I think his birthday should be acknowledged but a big fuss? No.. a bit cheeky somebody inviting you for Christmas and going expecting a birthday party! Expecting you to pay for his party as it just so happens to fall on Christmas and you want to see your mum bit of a CF in my opinion

ithinkiveseenthisfilmbefore · 28/08/2020 17:03

to have to sit there and watch him open each one slowly, teasing the paper at the speed of a snail on purpose. He then would pass each item along and we had to pass comment on it. We weren’t allowed to play with our new Christmas toys during the whole charade and I hated it. He sulks really badly if he doesn’t get exactly what he wants for his birthday too. Honestly, I don’t think I do really like him, certainly not enough to willingly do that on my own Christmas Day with my own kids

OP should have included this in her original post ...

He's a selfish twat and I wouldn't have in my house if I could avoid it, let alone celebrate his birthday on Christmas when this is what's expected.

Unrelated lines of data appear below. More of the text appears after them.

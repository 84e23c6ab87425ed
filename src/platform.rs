//! Platform support.
//!
//! Whether the engine can run is decided once per process, the first time
//! anything asks, from the target OS and architecture and the
//! `WAFBIND_DISABLED` environment flag. Every later check returns the same
//! answer, so a `Handle` on an unsupported platform fails immediately and
//! always with the same reason.

use crate::Error;
use once_cell::sync::Lazy;
use std::env;

/// Environment flag that turns the engine off on an otherwise supported platform.
pub const DISABLED_ENV: &str = "WAFBIND_DISABLED";

const SUPPORTED_OS: &[&str] = &["linux", "macos"];
const SUPPORTED_ARCH: &[&str] = &["x86_64", "aarch64"];

static UNSUPPORTED_REASON: Lazy<Option<String>> = Lazy::new(|| {
    let flag = env::var(DISABLED_ENV).ok();
    let reason = probe(env::consts::OS, env::consts::ARCH, flag.as_deref());
    if let Some(reason) = &reason {
        tracing::debug!(%reason, "waf engine unavailable");
    }
    reason
});

/// Why the engine cannot run on `os`/`arch` with the disable flag set to `flag`, if it cannot.
fn probe(os: &str, arch: &str, flag: Option<&str>) -> Option<String> {
    if !SUPPORTED_OS.contains(&os) || !SUPPORTED_ARCH.contains(&arch) {
        return Some(format!("the target operating-system {os} or architecture {arch} are not supported"));
    }
    match flag.map(str::trim) {
        None | Some("" | "0" | "false") => None,
        Some(_) => Some(format!("the waf engine was disabled by the {DISABLED_ENV} environment variable")),
    }
}

pub(crate) fn ensure_supported() -> Result<(), Error> {
    match UNSUPPORTED_REASON.as_deref() {
        Some(reason) => Err(Error::Unsupported(reason)),
        None => Ok(()),
    }
}

/// Ok when the engine can be used on this platform.
pub fn health() -> Result<(), Error> {
    ensure_supported()
}

/// Version of this crate.
pub fn version() -> &'static str {
    env!("CARGO_PKG_VERSION")
}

Tell your mum no and tell her why.

Tappering · 28/08/2020 17:04

Tell your mum straight next time she hints:

If you are angling for me to host at Christmas then no, because I don't want to do it.

If she asks why then be honest and tell her that it's because her husband insists on taking over the day, and sulking if his birthday isn't done how he wants it.

elenacampana · 28/08/2020 17:08

You’re being very, very mean OP. No one has to celebrate their birthday on a different day to when it actually falls.

My mum has a Christmas Eve birthday and we always make a thing of it no matter how busy we are with getting ready for Christmas Day.

ifIwerenotanandroid · 28/08/2020 17:09

@PiataMaiNei

He finds that unacceptable and sulks so that won't work.

Yes, nobody suggesting OP enforce a compromise option seems to have read that part. Based on the information we have, and because we cannot assume he's going to behave differently to how he has in the past, there are three choices. One, he doesn't come at all. Two, he comes, gets his own way and behaves. Three, he comes, doesn't get his own way and he sulks. That's what OP is picking from.

This is exactly it.

I'd be tempted to get a copy of his birth certificate & see if he really was born on Christmas Day. I wouldn't put it past a certain type of person to invent that as a means of getting all the attention, on an occasion which should focus on children. Some people cannot bear attention to be anywhere but on them.